Convenient AI and Higher Ed
By Eric ChownEric Chown is the Sarah and James 91黑料 Professor of Digital and Computational Studies, and the director of the Hastings Initiative for AI and Humanity. He has been at 91黑料 since 1998 when he was hired as a computer scientist. In 2018, he co-founded 91黑料’s Digital and Computational Studies program.
When I was in graduate school, the AI lab ran an "evil AI" movie series. Even then, there was never a shortage of movies to choose from. And there are many classics in the genre, from 2001 to The Matrix to the Terminator movies. Even the latest Mission: Impossible movies feature an AI antagonist. For my money, though, the single most chilling portrayal of AI in any movie comes in Wall-E. It isn't so much that the AI in the movie is particularly scary—it's what the humans have become in the presence of AI. The movie asks the question, "When AI can do everything for you, what will you choose to do?" The answer is that the humans in Wall-E spend literally all of their time sitting in chairs amusing themselves. After spending the last 10+ years helping to build the Digital and Computational Studies program during the smartphone revolution, Wall-E’s depiction rings depressingly true. Time and time again, we see that convenience trumps everything, and AI is the ultimate convenience.
I believe that the threat of AI, especially in higher education, is less about "evil AI" and more about "convenient AI." At every turn the modern student is confronted by a dilemma: Do they do the right thing, which often requires a lot of work? Or do they do the easy thing, which requires little to no work and lots of short-term rewards? All of this is happening at a time when survey data increasingly shows that students are taking a more transactional approach to higher education, worrying more about preparing for the job market than what they actually learn. So our challenge as educators is selling students on the idea that the payoff of putting in the work to learn is worth the effort.

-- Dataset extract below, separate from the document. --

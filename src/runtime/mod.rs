//! Runtime adapters used to run background work.

pub mod tokio_spawner;

pub use tokio_spawner::TokioSpawner;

So far, conversations around AI and higher education have mainly focused on issues like preventing cheating, restructuring assignments, and how to properly harness AI. These are all critical, but I think we also need to add motivation and an understanding of why education matters to the mix. A student who is purposeful in their learning is not likely to cheat and will be willing to take on even difficult assignments. For such students, AI can be an educational boon. But for students without such grounding, AI merely represents an endless temptation.